For Agent Engine with a custom frontend, use a **decoupled deployment** — deploy the frontend separately to Cloud Run or Cloud Storage, connecting to the Agent Engine backend API.
---
## Rollback & Recovery
The primary rollback mechanism is **git-based**: fix the issue, commit, and push to `main`. The CI/CD pipeline will automatically build and deploy the new version through staging → production.
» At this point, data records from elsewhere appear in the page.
//! Catalogue and playback pages.
//!
//! # Design
//! - Pages read from the shared store and mutate it only through the
//!   slice transition functions.
//! - The engagement buttons emit a kind; the trigger flow itself is
//!   owned by the app root so every surface shares one path.

use crate::app::api::ApiCtx;
use crate::app::routes::Route;
use crate::components::avatar::Avatar;
use crate::core::store::{AppStore, install_video, unload_video};
use crate::features::engagement::state::{EngagementKind, toggle_state};
use crate::features::videos::api::{fetch_video, fetch_videos};
use crate::features::videos::state::{
    begin_catalogue_load, begin_detail_load, fail_detail, set_catalogue,
};
use gloo::console;
use yew::prelude::*;
use yew_router::prelude::*;
use yewdux::prelude::{Dispatch, use_selector};

const CATALOGUE_PAGE_SIZE: u32 = 24;

#[function_component(HomePage)]
pub(crate) fn home_page() -> Html {
    let api_ctx = use_context::<ApiCtx>();
    let dispatch = Dispatch::<AppStore>::new();
    let catalogue = use_selector(|store: &AppStore| store.catalogue.clone());

    {
        let dispatch = dispatch.clone();
        let api_ctx = api_ctx.clone();
        use_effect_with_deps(
            move |_| {
                if let Some(api_ctx) = api_ctx {
                    dispatch.reduce_mut(|store| begin_catalogue_load(&mut store.catalogue));
                    let client = api_ctx.client.clone();
                    let dispatch = dispatch.clone();
                    yew::platform::spawn_local(async move {
                        match fetch_videos(&client, 1, CATALOGUE_PAGE_SIZE).await {
                            Ok(response) => dispatch.reduce_mut(|store| {
                                set_catalogue(&mut store.catalogue, response);
                            }),
                            Err(err) => {
                                console::warn!("catalogue fetch failed", err.to_string());
                                dispatch.reduce_mut(|store| store.catalogue.loading = false);
                            }
                        }
                    });
                }
                || ()
            },
            (),
        );
    }

    if catalogue.loading && catalogue.videos.is_empty() {
        return html! { <section class="empty">{"Loading…"}</section> };
    }
    if catalogue.videos.is_empty() {
        return html! { <section class="empty">{"No videos yet."}</section> };
    }

    html! {
        <section class="video-grid">
            {for catalogue.videos.iter().map(|video| {
                let route = Route::VideoDetail { id: video.id.to_string() };
                html! {
                    <Link<Route> classes="video-card" to={route}>
                        {match &video.thumbnail_path {
                            Some(src) => html! { <img class="thumb" src={src.clone()} alt={video.title.clone()} /> },
                            None => html! { <div class="thumb thumb-placeholder" /> },
                        }}
                        <h3 class="title">{video.title.clone()}</h3>
                        <p class="muted">{video.author.nickname.clone()}</p>
                        <p class="muted">{format!("{} views", video.view_count)}</p>
                    </Link<Route>>
                }
            })}
        </section>
    }
}

#[derive(Properties, PartialEq)]
pub(crate) struct VideoDetailPageProps {
    pub video_id: String,
    pub on_engagement: Callback<EngagementKind>,
}

#[function_component(VideoDetailPage)]
pub(crate) fn video_detail_page(props: &VideoDetailPageProps) -> Html {
    let api_ctx = use_context::<ApiCtx>();
    let dispatch = Dispatch::<AppStore>::new();
    let detail = use_selector(|store: &AppStore| store.video.clone());
    let like = use_selector(|store: &AppStore| toggle_state(&store.engagement, EngagementKind::Like));
    let subscription =
        use_selector(|store: &AppStore| toggle_state(&store.engagement, EngagementKind::Subscribe));
    let viewer_id = use_selector(|store: &AppStore| store.session.viewer_id());

    let like = *like;
    let subscription = *subscription;
    let viewer_id = *viewer_id;

    let video_id = props.video_id.parse::<u64>().ok();
    {
        let dispatch = dispatch.clone();
        let api_ctx = api_ctx.clone();
        use_effect_with_deps(
            move |video_id: &Option<u64>| {
                if let (Some(video_id), Some(api_ctx)) = (*video_id, api_ctx) {
                    dispatch.reduce_mut(|store| begin_detail_load(&mut store.video));
                    let client = api_ctx.client.clone();
                    let fetch_dispatch = dispatch.clone();
                    yew::platform::spawn_local(async move {
                        match fetch_video(&client, video_id).await {
                            Ok(payload) => fetch_dispatch.reduce_mut(|store| {
                                install_video(store, payload);
                            }),
                            Err(err) => fetch_dispatch.reduce_mut(|store| {
                                fail_detail(&mut store.video, err.to_string());
                            }),
                        }
                    });
                }
                move || dispatch.reduce_mut(|store| unload_video(store))
            },
            video_id,
        );
    }

    if detail.loading {
        return html! { <section class="empty">{"Loading…"}</section> };
    }
    let Some(video) = detail.video.as_ref() else {
        return html! { <section class="empty">{"Video not found."}</section> };
    };

    let is_owner = viewer_id.is_some_and(|id| video.is_owned_by(id));
    let on_like = {
        let on_engagement = props.on_engagement.clone();
        Callback::from(move |_| on_engagement.emit(EngagementKind::Like))
    };
    let on_subscribe = {
        let on_engagement = props.on_engagement.clone();
        Callback::from(move |_| on_engagement.emit(EngagementKind::Subscribe))
    };

    html! {
        <section class="watch">
            <div class="player">
                <video src={video.video_path.clone()} controls={true} autoplay={true} />
            </div>
            <h1 class="title">{video.title.clone()}</h1>
            <div class="watch-bar">
                <div class="channel">
                    <Avatar
                        nickname={video.author.nickname.clone()}
                        src={video.author.profile_image.clone().map(AttrValue::from)}
                    />
                    <div>
                        <p class="nickname">{video.author.nickname.clone()}</p>
                        <p class="muted">
                            {format!("{} subscribers", subscription.map_or(0, |state| state.count))}
                        </p>
                    </div>
                    // Viewers cannot subscribe to their own channel.
                    {if is_owner {
                        html! {}
                    } else {
                        let subscribed = subscription.is_some_and(|state| state.active);
                        html! {
                            <button
                                class={classes!("pill", subscribed.then_some("active"))}
                                onclick={on_subscribe}
                            >
                                {if subscribed { "Subscribed" } else { "Subscribe" }}
                            </button>
                        }
                    }}
                </div>
                <div class="reactions">
                    {{
                        let liked = like.is_some_and(|state| state.active);
                        html! {
                            <button
                                class={classes!("pill", liked.then_some("active"))}
                                onclick={on_like}
                            >
                                {format!("Like · {}", like.map_or(0, |state| state.count))}
                            </button>
                        }
                    }}
                </div>
            </div>
            {if let Some(description) = &video.description {
                html! { <p class="description">{description.clone()}</p> }
            } else {
                html! {}
            }}
        </section>
    }
}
For immediate Cloud Run rollback without a new commit, use revision traffic shifting:
```bash
gcloud run revisions list --service=SERVICE_NAME --region=REGION
gcloud run services update-traffic SERVICE_NAME \
--to-revisions=REVISION_NAME=100 --region=REGION
```
Agent Engine doesn't support revision-based rollback — fix and redeploy via `make deploy`.
---
## Custom Infrastructure (Terraform)
For custom infrastructure patterns (Pub/Sub, BigQuery, Eventarc, Cloud SQL, IAM), consult `references/terraform-patterns.md` for:
- Where to put custom Terraform files (dev vs CI/CD)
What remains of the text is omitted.